The setting for this novel is the dog-eat-dog world of Manhattan during the closing years of the 20th Century. It is populated by the same type of soulless characters as can be found in the pages of Tom Wolfe's "Bonfire Of The Vanities". In such a milieu true friendship is almost non-existent; social contacts being made, kept and dropped solely to further self-enterest. This is a world of style over substance where no one is anyone unless he or she has wealth, power and influence.
Florence is a lonely woman with little in the way of family or real friends. Despite her surface sophistication she never seems to quite fit into the super-affluent world she craves to be a part of: she flounders at crucial moments, swimming against a current too strong for her and then getting out of her depth.
An interesting aspect of the novel is that Florence is well aware of her own shallowness and lack of humanity, however she does nothing about this and continues to follow her own directive. Her life as portrayed here is goal-orientated with little time for any real contentment or self-reflection. It is astounding how a woman of only thirty-two (the 'certain age' of the title)could endure such a joyless existence - her behaviour is hidebound; she is a slave to fashion and protocol with little self-esteem or personal freedom.

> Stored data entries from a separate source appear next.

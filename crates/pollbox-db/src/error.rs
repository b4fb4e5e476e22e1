//! Error taxonomy of the persistence core.

use std::path::PathBuf;

/// Errors raised by connection scopes, schema setup, seeding, and queries.
#[derive(Debug, thiserror::Error)]
pub enum DbError {
    /// The pool could not hand out a connection (exhausted or unreachable).
    #[error("database connection unavailable: {0}")]
    ConnectionUnavailable(#[source] r2d2::Error),

    /// A connection was requested from a scope that has already ended.
    #[error("no active database connection in this scope")]
    NoActiveConnection,

    /// Creating a table failed for a reason other than it already existing.
    #[error("failed to create table '{table}': {source}")]
    Schema {
        /// Name of the table being created.
        table: &'static str,
        /// The underlying SQLite error.
        source: rusqlite::Error,
    },

    /// A seed file could not be opened or read.
    #[error("seed source '{}' unavailable: {source}", path.display())]
    SeedSourceUnavailable {
        /// Path of the seed file or directory.
        path: PathBuf,
        /// The underlying I/O error.
        source: std::io::Error,
    },

    /// A query or update failed at runtime.
    #[error("storage error: {0}")]
    Storage(#[from] rusqlite::Error),
}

This is a captivating book: Janowitz's attention to the details of Manhattan life produces some fine social satire indeed. There is also an existential tone to the novel in that there is a question of whether Florence is victim or fool. Was she just lacking sufficient urban survival skills in a ruthless Darwinian world, or blinded by her own greed and selfishness was she doomed to a suffering entirely of her own making? Ultimately is Florence the kind of person who would notice if the sun rose in the West? You will have to read this funny but tragic book and see for yourself.